Medtronic designed its pacemakers’ batteries to last for at least seven and one-half years, but they could last as long as 15 years. Similarly, Medtronic’s resynchronization therapy pacemakers’ batteries should last for six to ten years. However, cracks in the capacitors of the devices result in a premature drain of the battery charge. Consequently, the batteries must be replaced well ahead of schedule.
The danger with this malfunction lies in the design of the life-saving devices. They are implanted in the body of the patient and, therefore checking the battery power is difficult. Patients who have a Medtronic pacemaker must pay close attention to worsening symptoms such as fatigue, lightheadedness, shortness of breath, and other signs of heart failure because these symptoms indicate that the device is not working as designed, if at all. Signs of these symptoms must be reported to a physician immediately.
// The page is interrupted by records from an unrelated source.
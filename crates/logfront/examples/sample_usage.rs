//! Registers the status console as the provider and logs through the facade.
//!
//! ```text
//! cargo run -p logfront --example sample_usage
//! LOGFRONT_STATUS_FORMAT=json cargo run -p logfront --example sample_usage
//! ```

use std::fmt;

use logfront::{Logger, LoggerExt, debug, error, info, warn};
use logfront_console::ConsoleProvider;

logfront::register_provider!(ConsoleProvider);

#[derive(Debug)]
struct ConnectError {
    host: String,
    source: std::io::Error,
}

impl fmt::Display for ConnectError {
    fn fmt(&self, f: &mut fmt::Formatter<'_>) -> fmt::Result {
        write!(f, "could not connect to {}", self.host)
    }
}

impl std::error::Error for ConnectError {
    fn source(&self) -> Option<&(dyn std::error::Error + 'static)> {
        Some(&self.source)
    }
}

fn main() {
    let log = logfront::instance();

    info!(log, "sample started with {} worker(s)", 4);
    debug!(log, "only shown with LOGFRONT_STATUS_LEVEL=debug");
    warn!(log, "cache at {}% capacity", 91);

    log.at_debug().log_lazy(module_path!(), || {
        format!("expensive dump: {:?}", (0..8).collect::<Vec<_>>())
    });

    let err = ConnectError {
        host: "db-1".to_string(),
        source: std::io::Error::new(std::io::ErrorKind::ConnectionRefused, "connection refused"),
    };
    error!(log, error = err; "giving up after {} attempts", 3);

    if log.is_enabled_at(logfront::Level::Trace) {
        log.at_trace().log_message(module_path!(), &"tracing enabled");
    }
}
In all, 132,000 potentially defective heart devices are on the market. The defective devices include Medtronic models such as Azure, Astra, Percepta, Serena, and Solara. The FDA says that replacement is not indicated in every case. The FDA cautions patients that urgent medical care is necessary, and replacement of the device is required if the device issues an Elective Replacement Interval warning. Also, patients must follow their doctors’ recommendations for transmitting data through the monitors that accompany the pacemakers.